Dia mengaku cukup optimistis target pembangunan 2.500 unit rumah dapat tercapai bila ada alokasi kuota khusus atau tambahan kuota dari pemerintah pusat pada 2020. Apalagi kebutuhan rumah meningkat pasca bencana gempa dan tsunami yang melanda Kota Palu dan sejumlah daerah di provinsi tersebut.

Secara rinci, jika tidak ada tambahan kouta FLPP, maka berdasarkan perhitungan sementara Sulteng hanya bisa merealisasikan akad sebanyak 500 rumah, yang terdiri dari beberapa perbankan seperti BTN, Bank Sulteng, BNI Syariah, dan beberapa bank lain di Sulteng yang memiliki kuota FLPP.

Sementara itu, KPR Bantuan Pembiayaan Perumahan Berbasis Tabungan (BP2BT) juga mulai coba diterapkan di Sulteng. Pada 2019, setidaknya terdapat realisasi sebanyak 20 unit rumah. Meski begitu, karena belum begitu familiar, pengembang di Sulteng baru berencana menggunakaan BP2BT setelah kuota FLPP habis.

Skema Lain
Ditambah lagi, saat ini pengembang dan perbankan di Sulteng tengah menggodok skema lain dengan maksimal bunga 9 persen, yang jika dapat diterapkan akan sangat membantu konsumen dan pengembang.

“Kami sedang mencoba berbagai skema, karena kalau mengandalkan kuota FLPP yang hanya cukup sampai Maret atau paling lama April 2020 tentu target sulit tercapai,” keluh Musafir.

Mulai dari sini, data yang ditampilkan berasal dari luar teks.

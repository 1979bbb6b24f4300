///! Aggregation and caching core for a sensor-fleet dashboard.
///!
///! Polls the telemetry API (device list, message rates, coverage ranges)
///! and the secondary metadata store, reconciles inconsistently-typed serial
///! identifiers into one canonical key space, and serves merged, typed rows
///! to a presentation layer under per-query TTL caching with explicit
///! cache-bust support.

pub mod config;
pub mod error;
pub mod logging;
pub mod module;
pub mod service;

pub use config::BackendConfig;
pub use error::ApiError;
pub use service::FleetService;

Selain ingin membangun rumah lebih banyak tahun ini karena animo masyarakat yang tinggi, Musafir dan anggota REI di Sulteng juga memastikan kalau rumah yang dibangun tahan gempa dengan menggunakan besi 10 dan besi 8.

“Kami diberi imbauan untuk menggunakan material yang lebih kuat. Ditambah lagi, perizinan juga diatur oleh ahli bangunan dan gedung. Kami yakin, bangunan yang kami bangun sekarang sesuai standar anti-gempa,” jelas Musafir.

Berbeda dari pasar rumah subsidi yang sudah mulai menggeliat, rumah komersial masih lesu dan belum ada peminat. Hal ini disebebkan oleh ekonomi yang belum pulih dan juga kualitas rumah subsidi yang sudah semakin baik, sehingga masyarakat lebih memilih membeli rumah subsidi dibandingkan dengan komersial.

Meski begitu, ada beberapa di daerah yang tidak terdampak bencana mulai terlihat ada penjualan di segmen komersial dengan harga Rp250 jutaan. Memang jumlahnya belum terlalu signifikan yakni sekitar 10% saja dari total rumah subsidi yang terbangun di Sulteng.

Musafir memprediksi, segmen rumah komersial baru akan menggeliat minimal pada 2021, atau dua tahun usai bencana karena masyarakat masih lebih memilih untuk mengalokasikan dana kepada kebutuhan pokok. Tahun ini penjualan rumah komersial bisa mencapai 20% saja dari pembangunan rumah subsidi sudah sangat baik. (Teti Purwanti)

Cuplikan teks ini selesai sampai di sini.